Obviously, there are two different approaches in applying TDD. I have two references for the one I mentioned here (that leads to a messy structure of the program, and follows agile principles as well. Minimalistic and simplicity are essential in Agile Development); the first one is Meyer's book, while the second is one of Robert Martine lectures.
In "Agile! The Good, The Hype, and The Ugly" book, page 9, Meyer says:
Refactoring is particularly necessary in connection with test-driven development: a process consisting solely of adding a code element for every new test would yield programs with a messy, ad-hock structure; refactoring is necessary to maintain a clean design.
In this TDD demo, Uncle Bob demonstrates how should we apply TDD in our projects.
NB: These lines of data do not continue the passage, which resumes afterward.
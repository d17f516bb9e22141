//! Combined gallery command: every reconciled card in one sheet.

use super::{build_context, metrics, report_selection, save_sheet, CommonArgs, EXIT_ERROR, EXIT_SUCCESS};
use crate::compose::{render_sheet, BadgeMode, RenderOptions};
use crate::gallery::{select, Target};
use image::Rgba;
use std::process::ExitCode;

pub fn run_all(common: &CommonArgs) -> ExitCode {
    let ctx = match build_context(common) {
        Ok(c) => c,
        Err(code) => return code,
    };
    let m = metrics(&ctx.config);
    let mut failed = false;

    for lang in &ctx.config.project.languages {
        let scan_root = ctx.scan_root(lang);

        let selection = match select(
            &scan_root,
            &ctx.groups,
            &Target::All,
            &ctx.collection,
            &ctx.assignments,
            &ctx.policy,
        ) {
            Ok(s) => s,
            Err(e) => {
                eprintln!("Error: {}", e);
                return ExitCode::from(EXIT_ERROR);
            }
        };
        report_selection(&selection, ctx.verbose);
        if selection.is_empty() {
            println!("No reconciled cards in '{}', skipping", lang);
            continue;
        }

        let opts = RenderOptions {
            per_row: ctx.config.render.per_row,
            metrics: m,
            header_height: ctx.config.render.header_height,
            corner_radius: ctx.config.render.corner_radius,
            background: Rgba([50, 50, 50, 255]),
            header_text: Rgba([255, 255, 255, 255]),
            mark_completed: ctx.config.policy.mark_completed,
            // Groups rendered together are stacked without banners
            show_headers: false,
            badges: BadgeMode::OwnedCounts,
        };
        let (sheet, warnings) = render_sheet(&selection.groups, &opts, ctx.font.as_ref());
        for warning in &warnings {
            eprintln!("Warning: {}", warning.message);
        }

        if !save_sheet(&sheet, &ctx.config.project.out, "all_sets", lang, "all_cards") {
            failed = true;
        }
        if selection.unmatched > 0 {
            println!("Unmatched assets in '{}': {}", lang, selection.unmatched);
        }
    }

    if failed {
        ExitCode::from(EXIT_ERROR)
    } else {
        ExitCode::from(EXIT_SUCCESS)
    }
}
If you watched this demo, it definitely would be clear for you, how TDD creates code with a messy structure. https://youtu.be/58jGpV2Cg50&t=2630s
Eventually, I'd like to share this debate between Robert Martine and Jim Coplien with you. It leads us to believe that agile proponents have a different perspective on TDD, which is the one used in this article to define TDD. youtu.be/KtHQGs3zFAM
I hope everything is clear now.
Cheers.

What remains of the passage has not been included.